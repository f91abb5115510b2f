//! Draw detection logic for tic-tac-toe.

use super::win::check_winner;
use crate::{Board, Square};
use tracing::instrument;

/// Checks if the board is full (all squares occupied).
#[instrument(skip(board))]
pub fn is_full(board: &Board) -> bool {
    board.squares().iter().all(|s| *s != Square::Empty)
}

/// A full board with no winner. A full board that holds a line is a win.
#[instrument(skip(board))]
pub fn is_draw(board: &Board) -> bool {
    is_full(board) && check_winner(board).is_none()
}

#[cfg(test)]
mod tests {
    use super::*;
    use crate::{Mark, Position};

    fn fill(marks: [Mark; 9]) -> Board {
        let mut board = Board::new();
        for (i, mark) in marks.into_iter().enumerate() {
            board.place(Position::from_index(i).unwrap(), mark).unwrap();
        }
        board
    }

    #[test]
    fn test_empty_board_not_full() {
        assert!(!is_full(&Board::new()));
    }

    #[test]
    fn test_partial_board_not_full() {
        let mut board = Board::new();
        board.place(Position::Center, Mark::X).unwrap();
        assert!(!is_full(&board));
    }

    #[test]
    fn test_draw_detection() {
        use Mark::{O, X};
        // X O X / O X X / O X O
        let board = fill([X, O, X, O, X, X, O, X, O]);
        assert!(is_draw(&board));
    }

    #[test]
    fn test_full_board_with_line_is_not_draw() {
        use Mark::{O, X};
        // X X X / O O X / X O O
        let board = fill([X, X, X, O, O, X, X, O, O]);
        assert!(is_full(&board));
        assert!(!is_draw(&board));
    }
}
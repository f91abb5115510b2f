//! ttts server library - two-player tic-tac-toe over newline-delimited text.
//!
//! # Architecture
//!
//! - **Acceptor**: pairs TCP connections in arrival order (first is X)
//! - **Engine**: one match per pair, handshake then a strictly alternating turn loop
//! - **Participant**: a peer's line reader and writer
//! - **Client**: a terminal front end speaking the same protocol
//!
//! The engine works over any `AsyncRead + AsyncWrite` stream, so matches can
//! be driven from in-memory pipes as easily as from sockets.
//!
//! # Example
//!
//! ```no_run
//! use ttts_server::{Acceptor, ServerConfig, serve};
//!
//! # async fn example() -> anyhow::Result<()> {
//! let config = ServerConfig::default().with_port(58901);
//! let acceptor = Acceptor::bind(&config).await?;
//! serve(acceptor, config).await?;
//! # Ok(())
//! # }
//! ```

#![warn(missing_docs)]
#![forbid(unsafe_code)]

mod acceptor;
pub mod cli;
pub mod client;
mod config;
mod engine;
mod error;
mod participant;

// Crate-level exports - Acceptor
pub use acceptor::{Acceptor, serve};

// Crate-level exports - Configuration
pub use config::ServerConfig;

// Crate-level exports - Match engine
pub use engine::{MatchFinished, MatchInProgress, MatchOutcome, MatchSetup, run_match};

// Crate-level exports - Errors
pub use error::{ConfigError, MatchError, MatchErrorKind};

// Crate-level exports - Participants
pub use participant::{Inbound, Participant};
//! Tests for the tic-tac-toe state machine.

use ttts_tictactoe::rules::LINES;
use ttts_tictactoe::{Game, GameStatus, Mark, MoveError, Position, Square};

fn pos(index: usize) -> Position {
    Position::from_index(index).expect("index in range")
}

fn play_all(indices: &[usize]) -> Game {
    let mut game = Game::new();
    for &i in indices {
        game.play(pos(i)).expect("legal move");
    }
    game
}

#[test]
fn test_top_row_win_scenario() {
    let game = play_all(&[0, 3, 1, 4, 2]);
    assert_eq!(game.status(), GameStatus::Won(Mark::X));
    assert_eq!(game.board().occupied(), 5);
}

#[test]
fn test_index_order_sequence_wins_on_anti_diagonal() {
    // X holds 0, 2, 4, 6 after seven plies: the 2-4-6 diagonal is complete.
    let mut game = Game::new();
    for i in 0..6 {
        assert_eq!(game.play(pos(i)), Ok(GameStatus::InProgress));
    }
    assert_eq!(game.play(pos(6)), Ok(GameStatus::Won(Mark::X)));
    assert_eq!(game.play(pos(7)), Err(MoveError::GameOver));
}

#[test]
fn test_full_board_without_line_ties() {
    let game = play_all(&[0, 1, 2, 4, 3, 5, 7, 6, 8]);
    assert_eq!(game.status(), GameStatus::Tied);
    assert_eq!(game.board().occupied(), 9);
}

#[test]
fn test_win_on_last_square_is_not_tie() {
    // X completes the 0-4-8 diagonal with the ninth ply.
    let game = play_all(&[0, 1, 2, 3, 4, 5, 7, 6, 8]);
    assert_eq!(game.board().occupied(), 9);
    assert_eq!(game.status(), GameStatus::Won(Mark::X));
}

#[test]
fn test_each_line_wins_for_o() {
    for line in LINES {
        let mut game = Game::new();
        let mut x_cells = Position::valid_moves(game.board())
            .into_iter()
            .filter(|p| !line.contains(p));
        let mut status = GameStatus::InProgress;
        for target in line {
            // X plays somewhere harmless, then O claims the next cell of the line.
            let filler = loop {
                let candidate = x_cells.next().expect("free filler cell");
                let mut probe = game.clone();
                if probe.play(candidate) == Ok(GameStatus::InProgress) {
                    break candidate;
                }
            };
            game.play(filler).unwrap();
            status = game.play(target).unwrap();
        }
        assert_eq!(status, GameStatus::Won(Mark::O), "line {line:?}");
        for target in line {
            assert_eq!(game.board().get(target), Square::Occupied(Mark::O));
        }
    }
}

#[test]
fn test_occupied_square_does_not_advance_turn() {
    let mut game = play_all(&[4]);
    assert_eq!(game.to_move(), Mark::O);
    assert_eq!(game.play(pos(4)), Err(MoveError::SquareOccupied(Position::Center)));
    assert_eq!(game.to_move(), Mark::O);
    assert_eq!(game.play(pos(0)), Ok(GameStatus::InProgress));
    assert_eq!(game.to_move(), Mark::X);
}

#[test]
fn test_out_of_range_rejected_like_occupied() {
    let mut game = Game::new();
    for index in [-1, 9, 100, i64::MIN] {
        assert_eq!(game.play_index(index), Err(MoveError::OutOfRange(index)));
    }
    assert_eq!(game.to_move(), Mark::X);
    assert!(game.history().is_empty());
}

#[test]
fn test_turns_alternate_every_accepted_move() {
    let mut game = Game::new();
    let mut expected = Mark::X;
    for i in [0, 1, 2, 4, 3, 5, 7, 6, 8] {
        assert_eq!(game.to_move(), expected);
        game.play(pos(i)).unwrap();
        expected = expected.opponent();
    }
    assert_eq!(game.history().len(), 9);
}

#[test]
fn test_replay_matches_incremental_play() {
    let moves: Vec<Position> = [4, 0, 8, 2].into_iter().map(pos).collect();
    let replayed = Game::replay(&moves).unwrap();
    assert_eq!(replayed, play_all(&[4, 0, 8, 2]));
    assert_eq!(replayed.history(), moves.as_slice());
}
//! Match engine: one game between two connected participants.
//!
//! The match moves through three phases, each its own type:
//!
//! - [`MatchSetup`]: both streams known, nothing sent yet
//! - [`MatchInProgress`]: handshake done, turn loop ready to run
//! - [`MatchFinished`]: a line was completed or the board filled
//!
//! The turn loop is a single sequential flow. While it waits on the current
//! mover it also watches the idle participant, so out-of-turn input is
//! answered and a disconnect is noticed without waiting for that
//! participant's turn.

use crate::config::ServerConfig;
use crate::error::{MatchError, MatchErrorKind};
use crate::participant::{Inbound, Participant};
use std::time::Duration;
use tokio::io::{AsyncRead, AsyncWrite};
use tokio::time::Instant;
use tracing::{debug, info, instrument, warn};
use ttts_tictactoe::{
    Board, ClientCommand, Game, GameStatus, Mark, MoveError, Position, ServerMessage,
};

/// How a completed match ended.
#[derive(Debug, Clone, Copy, PartialEq, Eq, derive_more::Display)]
pub enum MatchOutcome {
    /// The mark completed a line.
    #[display("{} won", _0)]
    Won(Mark),
    /// The board filled without a line.
    #[display("tie")]
    Tied,
}

// ─────────────────────────────────────────────────────────────
//  Setup Phase
// ─────────────────────────────────────────────────────────────

/// A match whose two streams are known but untouched.
///
/// The first stream plays X, the second O.
#[derive(Debug)]
pub struct MatchSetup<S> {
    streams: [S; 2],
    max_line_length: usize,
    move_timeout: Option<Duration>,
    write_timeout: Option<Duration>,
}

impl<S> MatchSetup<S>
where
    S: AsyncRead + AsyncWrite,
{
    /// Pairs two streams into a match. Performs no I/O.
    #[instrument(skip(stream_x, stream_o))]
    pub fn new(stream_x: S, stream_o: S, config: &ServerConfig) -> Self {
        Self {
            streams: [stream_x, stream_o],
            max_line_length: *config.max_line_length(),
            move_timeout: config.move_timeout(),
            write_timeout: config.write_timeout(),
        }
    }

    /// Opens both participants and greets them. X is told to wait and moves first.
    ///
    /// Any write failure here is a [`MatchErrorKind::Connection`] and no
    /// match is started.
    #[instrument(skip(self))]
    pub async fn handshake(self) -> Result<MatchInProgress<S>, MatchError> {
        let [x, o] = self.streams;
        let mut participants = [
            Participant::open(x, Mark::X, self.max_line_length, self.write_timeout),
            Participant::open(o, Mark::O, self.max_line_length, self.write_timeout),
        ];

        for participant in &mut participants {
            let mark = participant.mark();
            let mut greeting = Vec::with_capacity(2);
            if mark == Mark::X {
                greeting.push(ServerMessage::WaitingForOpponent);
            }
            greeting.push(ServerMessage::Welcome(mark));

            for message in &greeting {
                participant.send(message).await.map_err(|e| {
                    warn!(%mark, error = %e, "Handshake failed");
                    MatchError::new(MatchErrorKind::Connection {
                        mark,
                        reason: e.to_string(),
                    })
                })?;
            }
        }

        info!("Handshake complete, X to move");
        Ok(MatchInProgress {
            participants,
            game: Game::new(),
            move_timeout: self.move_timeout,
        })
    }
}

// ─────────────────────────────────────────────────────────────
//  InProgress Phase
// ─────────────────────────────────────────────────────────────

/// A match accepting moves.
///
/// Participants live in a two-slot arena indexed by [`Mark::index`]; the
/// opponent of a participant is the other slot.
#[derive(Debug)]
pub struct MatchInProgress<S> {
    participants: [Participant<S>; 2],
    game: Game,
    move_timeout: Option<Duration>,
}

impl<S> MatchInProgress<S>
where
    S: AsyncRead + AsyncWrite,
{
    /// The game as played so far.
    pub fn game(&self) -> &Game {
        &self.game
    }

    /// Runs the turn loop to a terminal state, then closes both streams.
    ///
    /// On a fatal error the surviving participant is told why, best-effort.
    #[instrument(skip(self))]
    pub async fn run(mut self) -> Result<MatchFinished, MatchError> {
        let result = self.play().await;

        if let Err(error) = &result {
            warn!(%error, "Match aborted");
            self.notify_failure(error).await;
        }

        for participant in &mut self.participants {
            participant.close().await;
        }

        let outcome = result?;
        info!(%outcome, moves = self.game.history().len(), "Match finished");
        Ok(MatchFinished {
            outcome,
            game: self.game,
        })
    }

    async fn play(&mut self) -> Result<MatchOutcome, MatchError> {
        loop {
            match self.take_turn().await? {
                GameStatus::InProgress => continue,
                GameStatus::Won(winner) => {
                    self.notify(winner, &ServerMessage::Victory).await;
                    self.notify(winner.opponent(), &ServerMessage::Defeat).await;
                    return Ok(MatchOutcome::Won(winner));
                }
                GameStatus::Tied => {
                    for mark in Mark::BOTH {
                        self.notify(mark, &ServerMessage::Tie).await;
                    }
                    return Ok(MatchOutcome::Tied);
                }
            }
        }
    }

    /// Prompts the current mover and reads until a legal move is applied.
    #[instrument(skip(self), fields(mover = %self.game.to_move()))]
    async fn take_turn(&mut self) -> Result<GameStatus, MatchError> {
        let mover = self.game.to_move();
        let deadline = self.move_timeout.map(|timeout| Instant::now() + timeout);
        self.send(mover, &ServerMessage::YourMove).await?;

        loop {
            let (from, inbound) = self.next_inbound(mover, deadline).await?;
            let line = match inbound {
                Inbound::Line(line) => line,
                Inbound::Closed => {
                    info!(mark = %from, "Participant closed the connection");
                    return Err(MatchError::new(MatchErrorKind::PeerDisconnected(from)));
                }
                Inbound::Failed(error) => {
                    warn!(mark = %from, %error, "Participant stream failed");
                    return Err(MatchError::new(MatchErrorKind::PeerDisconnected(from)));
                }
                Inbound::TooLong => {
                    return Err(MatchError::new(MatchErrorKind::LineTooLong(from)));
                }
            };

            if from != mover {
                debug!(mark = %from, %line, "Input out of turn");
                self.send(from, &ServerMessage::NotYourTurn).await?;
                continue;
            }

            let index = match ClientCommand::parse(&line) {
                Ok(ClientCommand::Move(index)) => index,
                Err(violation) => {
                    debug!(%violation, "Protocol violation");
                    self.send(mover, &ServerMessage::InvalidCommand).await?;
                    continue;
                }
            };

            let accepted = Position::from_wire(index)
                .ok_or(MoveError::OutOfRange(index))
                .and_then(|pos| self.game.play(pos).map(|status| (pos, status)));

            match accepted {
                Ok((pos, status)) => {
                    info!(position = pos.to_index(), "Move accepted");
                    self.send(mover, &ServerMessage::ValidMove).await?;
                    self.send(mover.opponent(), &ServerMessage::OpponentMoved(pos))
                        .await?;
                    return Ok(status);
                }
                Err(error) => {
                    debug!(%error, "Illegal move");
                    self.send(mover, &ServerMessage::InvalidMove).await?;
                }
            }
        }
    }

    /// Waits for input from either participant, bounded by `deadline`.
    async fn next_inbound(
        &mut self,
        mover: Mark,
        deadline: Option<Instant>,
    ) -> Result<(Mark, Inbound), MatchError> {
        let idle_mark = mover.opponent();
        let [x, o] = &mut self.participants;
        let (active, idle) = match mover {
            Mark::X => (x, o),
            Mark::O => (o, x),
        };

        let read = async {
            tokio::select! {
                inbound = active.recv() => (mover, inbound),
                inbound = idle.recv() => (idle_mark, inbound),
            }
        };

        match deadline {
            Some(deadline) => tokio::time::timeout_at(deadline, read).await.map_err(|_| {
                info!(%mover, "Move deadline passed");
                MatchError::new(MatchErrorKind::MoveTimeout(mover))
            }),
            None => Ok(read.await),
        }
    }

    fn participant(&mut self, mark: Mark) -> &mut Participant<S> {
        &mut self.participants[mark.index()]
    }

    /// Sends to `mark`; a failed or timed-out write means that participant is gone.
    async fn send(&mut self, mark: Mark, message: &ServerMessage) -> Result<(), MatchError> {
        self.participant(mark).send(message).await.map_err(|error| {
            debug!(%mark, %error, "Write failed");
            MatchError::new(MatchErrorKind::PeerDisconnected(mark))
        })
    }

    /// Sends to `mark`, logging instead of failing.
    async fn notify(&mut self, mark: Mark, message: &ServerMessage) {
        if let Err(error) = self.participant(mark).send(message).await {
            debug!(%mark, %error, %message, "Notification not delivered");
        }
    }

    async fn notify_failure(&mut self, error: &MatchError) {
        match &error.kind {
            MatchErrorKind::PeerDisconnected(mark) | MatchErrorKind::LineTooLong(mark) => {
                self.notify(mark.opponent(), &ServerMessage::OpponentDisconnected)
                    .await;
            }
            MatchErrorKind::MoveTimeout(mark) => {
                self.notify(*mark, &ServerMessage::MoveTimedOut).await;
                self.notify(mark.opponent(), &ServerMessage::OpponentTimedOut)
                    .await;
            }
            MatchErrorKind::Connection { .. } => {}
        }
    }
}

// ─────────────────────────────────────────────────────────────
//  Finished Phase
// ─────────────────────────────────────────────────────────────

/// A match that reached a terminal state.
#[derive(Debug, Clone)]
pub struct MatchFinished {
    outcome: MatchOutcome,
    game: Game,
}

impl MatchFinished {
    /// How the match ended.
    pub fn outcome(&self) -> MatchOutcome {
        self.outcome
    }

    /// The final board.
    pub fn board(&self) -> &Board {
        self.game.board()
    }

    /// Accepted positions in play order.
    pub fn history(&self) -> &[Position] {
        self.game.history()
    }
}

/// Runs a whole match: construct, handshake, turn loop.
#[instrument(skip_all)]
pub async fn run_match<S>(
    stream_x: S,
    stream_o: S,
    config: &ServerConfig,
) -> Result<MatchFinished, MatchError>
where
    S: AsyncRead + AsyncWrite,
{
    MatchSetup::new(stream_x, stream_o, config)
        .handshake()
        .await?
        .run()
        .await
}
//! Command-line interface for ttts.

use clap::{Parser, Subcommand};
use std::path::PathBuf;

/// ttts - two-player tic-tac-toe over a line protocol
#[derive(Parser, Debug)]
#[command(name = "ttts")]
#[command(about = "Two-player tic-tac-toe server and terminal client", long_about = None)]
#[command(version)]
pub struct Cli {
    /// Subcommand to run
    #[command(subcommand)]
    pub command: Command,
}

/// Available commands
#[derive(Subcommand, Debug)]
pub enum Command {
    /// Pair incoming connections into matches
    Serve {
        /// Path to a TOML config file (defaults are used if it does not exist)
        #[arg(short, long)]
        config: Option<PathBuf>,

        /// Host to bind to (overrides the config file)
        #[arg(long)]
        host: Option<String>,

        /// Port to bind to (overrides the config file)
        #[arg(short, long)]
        port: Option<u16>,

        /// Seconds a player has to move, 0 to wait forever (overrides the config file)
        #[arg(long)]
        move_timeout: Option<u64>,

        /// Play one match and exit
        #[arg(long)]
        single: bool,
    },

    /// Connect to a server and play from the terminal
    Play {
        /// Server host
        #[arg(long, default_value = "127.0.0.1")]
        host: String,

        /// Server port
        #[arg(short, long, default_value = "58901")]
        port: u16,
    },
}
//! ttts - unified CLI for the match server and the terminal client.

#![warn(missing_docs)]

use anyhow::Result;
use clap::Parser;
use std::path::PathBuf;
use tracing::{info, instrument};
use tracing_subscriber::{EnvFilter, layer::SubscriberExt, util::SubscriberInitExt};
use ttts_server::cli::{Cli, Command};
use ttts_server::{Acceptor, ServerConfig};

#[tokio::main]
async fn main() -> Result<()> {
    // Load .env file
    dotenvy::dotenv().ok();

    let cli = Cli::parse();

    match cli.command {
        Command::Serve {
            config,
            host,
            port,
            move_timeout,
            single,
        } => {
            initialize_tracing("info,ttts_server=debug");
            run_server(config, host, port, move_timeout, single).await
        }
        Command::Play { host, port } => {
            initialize_tracing("warn");
            ttts_server::client::play(&host, port).await
        }
    }
}

/// Run the match server until Ctrl+C, or until one match ends with `--single`
#[instrument(skip_all)]
async fn run_server(
    config_path: Option<PathBuf>,
    host: Option<String>,
    port: Option<u16>,
    move_timeout: Option<u64>,
    single: bool,
) -> Result<()> {
    let mut config = ServerConfig::load(config_path.as_deref())?;

    if let Some(host) = host {
        config = config.with_host(host);
    }
    if let Some(port) = port {
        config = config.with_port(port);
    }
    if let Some(secs) = move_timeout {
        config = config.with_move_timeout_secs(secs);
    }
    if single {
        config = config.with_single_match(true);
    }
    config.validate()?;
    info!(?config, "Starting ttts server");

    let acceptor = Acceptor::bind(&config).await?;

    tokio::select! {
        result = ttts_server::serve(acceptor, config) => result?,
        _ = tokio::signal::ctrl_c() => info!("Shutting down server"),
    }

    Ok(())
}

fn initialize_tracing(default_filter: &str) {
    tracing_subscriber::registry()
        .with(
            EnvFilter::try_from_default_env().unwrap_or_else(|_| EnvFilter::new(default_filter)),
        )
        .with(tracing_subscriber::fmt::layer().with_writer(std::io::stderr))
        .init();
}
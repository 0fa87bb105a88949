mod builtins;
mod preference;
mod registry;
mod types;

pub use builtins::{DARK, LIGHT, SLATE, default_theme};
pub use preference::ThemePreference;
pub use registry::{by_name, names};
pub use types::{Theme, ThemeDefinition};

impl Default for Theme {
	fn default() -> Self {
		default_theme()
	}
}
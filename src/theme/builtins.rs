use ratatui::style::{Color, Modifier, Style};

use super::types::{Theme, ThemeDefinition};

pub const LIGHT_NAME: &str = "light";
pub const DARK_NAME: &str = "dark";
pub const SLATE_NAME: &str = "slate";

pub const LIGHT: Theme = Theme {
	title: Style::new()
		.fg(Color::Rgb(15, 23, 42))
		.add_modifier(Modifier::BOLD),
	header: Style::new()
		.fg(Color::Rgb(15, 23, 42))
		.bg(Color::Rgb(226, 232, 240)),
	row_highlight: Style::new()
		.bg(Color::Rgb(203, 213, 225))
		.fg(Color::Rgb(30, 64, 175)),
	selected: Style::new().fg(Color::Rgb(37, 99, 235)),
	prompt: Style::new().fg(Color::Rgb(0, 102, 153)),
	empty: Style::new().fg(Color::Rgb(100, 116, 139)),
	highlight: Style::new()
		.fg(Color::Rgb(120, 120, 0))
		.add_modifier(Modifier::BOLD),
};

pub const DARK: Theme = Theme {
	title: Style::new()
		.fg(Color::Rgb(241, 245, 249))
		.add_modifier(Modifier::BOLD),
	header: Style::new()
		.fg(Color::Rgb(241, 245, 249))
		.bg(Color::Rgb(31, 41, 55)),
	row_highlight: Style::new()
		.bg(Color::Rgb(55, 65, 81))
		.fg(Color::Rgb(147, 197, 253)),
	selected: Style::new().fg(Color::Rgb(96, 165, 250)),
	prompt: Style::new().fg(Color::LightBlue),
	empty: Style::new().fg(Color::Gray),
	highlight: Style::new()
		.fg(Color::Rgb(250, 204, 21))
		.add_modifier(Modifier::BOLD),
};

pub const SLATE: Theme = Theme {
	title: Style::new()
		.fg(Color::Rgb(226, 232, 240))
		.add_modifier(Modifier::BOLD),
	header: Style::new()
		.fg(Color::Rgb(226, 232, 240))
		.bg(Color::Rgb(15, 23, 42)),
	row_highlight: Style::new()
		.bg(Color::Rgb(30, 41, 59))
		.fg(Color::Rgb(250, 204, 21)),
	selected: Style::new().fg(Color::LightCyan),
	prompt: Style::new().fg(Color::LightCyan),
	empty: Style::new().fg(Color::DarkGray),
	highlight: Style::new()
		.fg(Color::Yellow)
		.add_modifier(Modifier::BOLD),
};

pub const BUILT_IN_DEFINITIONS: &[ThemeDefinition] = &[
	ThemeDefinition::new(LIGHT_NAME, LIGHT).with_aliases(&["default", "day"]),
	ThemeDefinition::new(DARK_NAME, DARK).with_aliases(&["night"]),
	ThemeDefinition::new(SLATE_NAME, SLATE),
];

#[must_use]
pub fn default_theme() -> Theme {
	LIGHT
}
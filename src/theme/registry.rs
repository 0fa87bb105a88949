use super::builtins::BUILT_IN_DEFINITIONS;
use super::types::{Theme, ThemeDefinition};

fn find(name: &str) -> Option<&'static ThemeDefinition> {
	let wanted = name.trim();
	BUILT_IN_DEFINITIONS.iter().find(|definition| {
		definition.name.eq_ignore_ascii_case(wanted)
			|| definition
				.aliases
				.iter()
				.any(|alias| alias.eq_ignore_ascii_case(wanted))
	})
}

/// Lookup a bundled theme by case-insensitive name or alias.
#[must_use]
pub fn by_name(name: &str) -> Option<Theme> {
	find(name).map(|definition| definition.theme)
}

/// Canonical theme names, sorted.
#[must_use]
pub fn names() -> Vec<String> {
	let mut names: Vec<String> = BUILT_IN_DEFINITIONS
		.iter()
		.map(|definition| definition.name.to_string())
		.collect();
	names.sort_unstable();
	names
}

#[cfg(test)]
mod tests {
	use super::*;
	use crate::theme::builtins::{DARK, LIGHT, SLATE};

	#[test]
	fn builtin_themes_are_listed() {
		assert_eq!(names(), vec!["dark", "light", "slate"]);
	}

	#[test]
	fn lookups_ignore_case_and_follow_aliases() {
		assert_eq!(by_name("SLATE"), Some(SLATE));
		assert_eq!(by_name(" night "), Some(DARK));
		assert_eq!(by_name("Default"), Some(LIGHT));
		assert_eq!(by_name("solarized"), None);
	}
}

- - -

Check the records above and copy each line that has the string "exports".

// Crate-level exports - Acceptor
// Crate-level exports - Configuration
// Crate-level exports - Match engine
// Crate-level exports - Errors
// Crate-level exports - Participants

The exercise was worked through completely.